New York’s thousands of independently owned restaurants were beginning to look for ways to make changes too _ not all happily.
Richard Lipsky, a spokesman for the Neighborhood Retail Alliance, said many eatery owners rely on ingredients prepared elsewhere, and aren’t always aware whether the foods they sell contain trans fats.
``It’s a real black hole when it comes to knowledge on the subject,″ he said.
Invented in the early 1900s, partially hydrogenated vegetable oil was initially believed to be a healthy substitute for natural fats like butter or lard. It was also cheaper, performed better under high heat and had a longer shelf life.
Today, the oil is used as a shortening in baked goods like cookies, crackers and doughnuts, as well as in deep frying.
Ironically, many big fast food companies only become dependent on hydrogenated oil a decade and a half ago when they were pressured by health groups to do something about saturated fat.
McDonald’s emptied its french fryers of beef tallow in 1990 and filled them with what was then thought to be ``heart healthy″ partially hydrogenated vegetable oil.
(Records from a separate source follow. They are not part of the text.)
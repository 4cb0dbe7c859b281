use std::collections::HashMap;
use std::sync::Arc;

use anyhow::Context;
use tracing::debug;

use super::chain::{Handler, HandlerChain};
use super::handlers::{BiLogHandler, EventStoreHandler, LogErrorHandler, NotifierHandler};
use crate::alarm::AlarmDispatcher;
use crate::bi::Correlator;
use crate::bus::FanoutPublisher;
use crate::config::NotifierConfig;
use crate::storage::StorageBackend;

/// Shared state handlers are built from
#[derive(Clone)]
pub struct HandlerDeps {
    pub env_name: String,
    pub storage: Arc<dyn StorageBackend>,
    pub dispatcher: Arc<AlarmDispatcher>,

    /// Absent when BI correlation is disabled
    pub correlator: Option<Arc<Correlator>>,

    /// Absent when the notifier is disabled
    pub publisher: Option<Arc<dyn FanoutPublisher>>,
    pub notifier: NotifierConfig,
}

/// Builds one handler for the chain of `route`
type HandlerFactory = fn(&HandlerDeps, &str) -> anyhow::Result<Arc<dyn Handler>>;

/// Handler name to constructor, resolved once at startup
pub struct HandlerRegistry {
    factories: HashMap<&'static str, HandlerFactory>,
}

impl HandlerRegistry {
    pub fn empty() -> Self {
        Self {
            factories: HashMap::new(),
        }
    }

    pub fn register(&mut self, name: &'static str, factory: HandlerFactory) {
        self.factories.insert(name, factory);
    }

    pub fn build_chain(
        &self,
        route: &str,
        names: &[String],
        deps: &HandlerDeps,
    ) -> anyhow::Result<HandlerChain> {
        let handlers = names
            .iter()
            .map(|name| {
                let factory = self
                    .factories
                    .get(name.as_str())
                    .ok_or_else(|| anyhow::anyhow!("unknown handler '{name}'"))?;
                factory(deps, route)
            })
            .collect::<anyhow::Result<Vec<_>>>()
            .with_context(|| format!("invalid handler chain for route '{route}'"))?;

        debug!("Created handler chain '{route}': {names:?}");
        Ok(HandlerChain::new(route, handlers))
    }

    /// Build every configured chain; any unknown handler name is an error.
    pub fn build_chains(
        &self,
        chains: &HashMap<String, Vec<String>>,
        deps: &HandlerDeps,
    ) -> anyhow::Result<Vec<HandlerChain>> {
        chains
            .iter()
            .map(|(route, names)| self.build_chain(route, names, deps))
            .collect()
    }
}

impl Default for HandlerRegistry {
    fn default() -> Self {
        let mut registry = Self::empty();
        registry.register("event_store", |deps, route| {
            Ok(Arc::new(EventStoreHandler::new(route, deps.storage.clone())))
        });
        registry.register("log_error", |deps, _| {
            Ok(Arc::new(LogErrorHandler::new(
                deps.env_name.clone(),
                deps.storage.clone(),
                deps.dispatcher.clone(),
            )))
        });
        registry.register("notifier", |deps, _| {
            Ok(Arc::new(NotifierHandler::new(&deps.notifier, deps.publisher.clone())))
        });
        registry.register("bi_log", |deps, _| {
            let correlator = deps
                .correlator
                .clone()
                .ok_or_else(|| anyhow::anyhow!("bi_log handler requires 'bi.enabled'"))?;
            Ok(Arc::new(BiLogHandler::new(correlator)))
        });
        registry
    }
}

#[cfg(test)]
mod tests {
    use std::time::Duration;

    use super::*;
    use crate::alarm::{AlarmJudge, AlarmTimer};
    use crate::storage::MemoryBackend;

    fn deps() -> HandlerDeps {
        let judge = AlarmJudge::new(Duration::from_secs(600), AlarmTimer::default());
        HandlerDeps {
            env_name: "test".to_string(),
            storage: Arc::new(MemoryBackend::new()),
            dispatcher: Arc::new(AlarmDispatcher::new(judge, vec![])),
            correlator: None,
            publisher: None,
            notifier: NotifierConfig::default(),
        }
    }

    #[test]
    fn test_chain_keeps_configured_order() {
        let chain = HandlerRegistry::default()
            .build_chain(
                "nova",
                &["notifier".to_string(), "event_store".to_string()],
                &deps(),
            )
            .unwrap();

        assert_eq!(chain.route(), "nova");
        assert_eq!(chain.handler_names(), vec!["notifier", "event_store"]);
    }

    #[test]
    fn test_unknown_handler_fails_at_startup() {
        let result =
            HandlerRegistry::default().build_chain("nova", &["mysql".to_string()], &deps());

        assert!(result.is_err());
    }

    #[test]
    fn test_bi_log_requires_correlator() {
        let result =
            HandlerRegistry::default().build_chain("nova", &["bi_log".to_string()], &deps());

        assert!(result.is_err());
    }
}
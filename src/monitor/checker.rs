use std::collections::HashMap;
use std::fmt;
use std::time::Duration;

use anyhow::Context;
use async_trait::async_trait;
use tracing::{trace, warn};

use super::state::ProbeOutcome;
use crate::config::HttpCheckConfig;

/// One probed service instance
#[derive(Debug, Clone, PartialEq, Eq, Hash, PartialOrd, Ord)]
pub struct ServiceIdentity {
    pub binary: String,
    pub hostname: String,
}

impl ServiceIdentity {
    pub fn new(binary: impl Into<String>, hostname: impl Into<String>) -> Self {
        Self {
            binary: binary.into(),
            hostname: hostname.into(),
        }
    }
}

impl fmt::Display for ServiceIdentity {
    fn fmt(&self, f: &mut fmt::Formatter<'_>) -> fmt::Result {
        write!(f, "{}@{}", self.binary, self.hostname)
    }
}

/// Health-check capability
///
/// An `Err` is recorded as [`ProbeOutcome::Failed`] by the prober.
#[async_trait]
pub trait HealthChecker: Send + Sync {
    /// Whether instances of `binary` can be checked at all
    fn supports(&self, _binary: &str) -> bool {
        true
    }

    async fn check(&self, service: &ServiceIdentity) -> anyhow::Result<ProbeOutcome>;
}

/// Checks services through a per-binary HTTP endpoint
pub struct HttpHealthChecker {
    client: reqwest::Client,
    checks: HashMap<String, HttpCheckConfig>,
}

impl HttpHealthChecker {
    pub fn new(checks: HashMap<String, HttpCheckConfig>, timeout: Duration) -> anyhow::Result<Self> {
        let client = reqwest::Client::builder()
            .timeout(timeout)
            .build()
            .context("Failed to build HTTP client")?;
        Ok(Self { client, checks })
    }

    fn evaluate_response(check: &HttpCheckConfig, status_code: u16) -> ProbeOutcome {
        let status_ok = match &check.expected_status {
            Some(expected) => expected.contains(&status_code),
            None => (200..300).contains(&status_code),
        };

        if status_ok {
            ProbeOutcome::Ok
        } else {
            ProbeOutcome::Failed
        }
    }
}

#[async_trait]
impl HealthChecker for HttpHealthChecker {
    fn supports(&self, binary: &str) -> bool {
        self.checks.contains_key(binary)
    }

    async fn check(&self, service: &ServiceIdentity) -> anyhow::Result<ProbeOutcome> {
        let check = self
            .checks
            .get(&service.binary)
            .with_context(|| format!("no health check configured for {}", service.binary))?;
        let url = check.url.replace("{hostname}", &service.hostname);
        trace!("checking {service} at {url}");

        match self.client.get(&url).send().await {
            Ok(response) => Ok(Self::evaluate_response(check, response.status().as_u16())),
            Err(e) if e.is_timeout() => {
                warn!("{service} did not answer in time");
                Ok(ProbeOutcome::Timeout)
            }
            Err(e) => Err(e).context("HTTP request failed"),
        }
    }
}

#[cfg(test)]
mod tests {
    use super::*;

    #[test]
    fn test_evaluate_response_uses_expected_codes() {
        let default = HttpCheckConfig {
            url: "http://{hostname}/".to_string(),
            expected_status: None,
        };
        let explicit = HttpCheckConfig {
            url: "http://{hostname}/".to_string(),
            expected_status: Some(vec![401]),
        };

        assert_eq!(HttpHealthChecker::evaluate_response(&default, 204), ProbeOutcome::Ok);
        assert_eq!(HttpHealthChecker::evaluate_response(&default, 500), ProbeOutcome::Failed);
        assert_eq!(HttpHealthChecker::evaluate_response(&explicit, 401), ProbeOutcome::Ok);
        assert_eq!(HttpHealthChecker::evaluate_response(&explicit, 200), ProbeOutcome::Failed);
    }

    #[test]
    fn test_identity_display() {
        assert_eq!(
            ServiceIdentity::new("nova-compute", "node-1").to_string(),
            "nova-compute@node-1"
        );
    }
}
``They did so in all innocence, trying to do the right thing,″ said Jacobson, of the Center for Science in the Public Interest. ``Everybody thought it was safe. We thought it was safe.″
Some restaurants were still completing the changeover when the first major study appeared indicating that the hydrogenated oils were just as bad for you, if not worse.
When eaten, trans fats significantly raise the level of so-called ``bad″ cholesterol in the blood, clogging arteries and causing heart disease. Researchers at Harvard’s School of Public Health estimated that trans fats contribute to 30,000 U.S. deaths a year.
``This is something we’d like to dismiss from our food supply,″ said Dr. Robert H. Eckel, immediate past president of the American Heart Association.
Whether diners will go along with the change _ or revolt _ remains to be seen.
After New Jersey state senator Ellen Karcher proposed a similar artificial trans fat ban in early October, her office was so flooded with threatening phone calls, she sent her staff home and called the police.
A proposed ban in Chicago was also ridiculed by some members of the public as government paternalism run amok.
Dr. Leslie Cho, medical director for preventative cardiology and rehabilitation at the Cleveland Clinic, said people might be less upset if they knew how bad trans fats are for the body.
``I don’t know anything about politics, but what I should tell my patients is that they should not eat any type of artificial trans fat,″ she said.
Do they listen?
``The majority of the people I deal with have had stents or bypass surgery,″ she said. ``They are kind of motivated to change their lives.″
New York’s Board of Health is expected to mull the ban until at least December.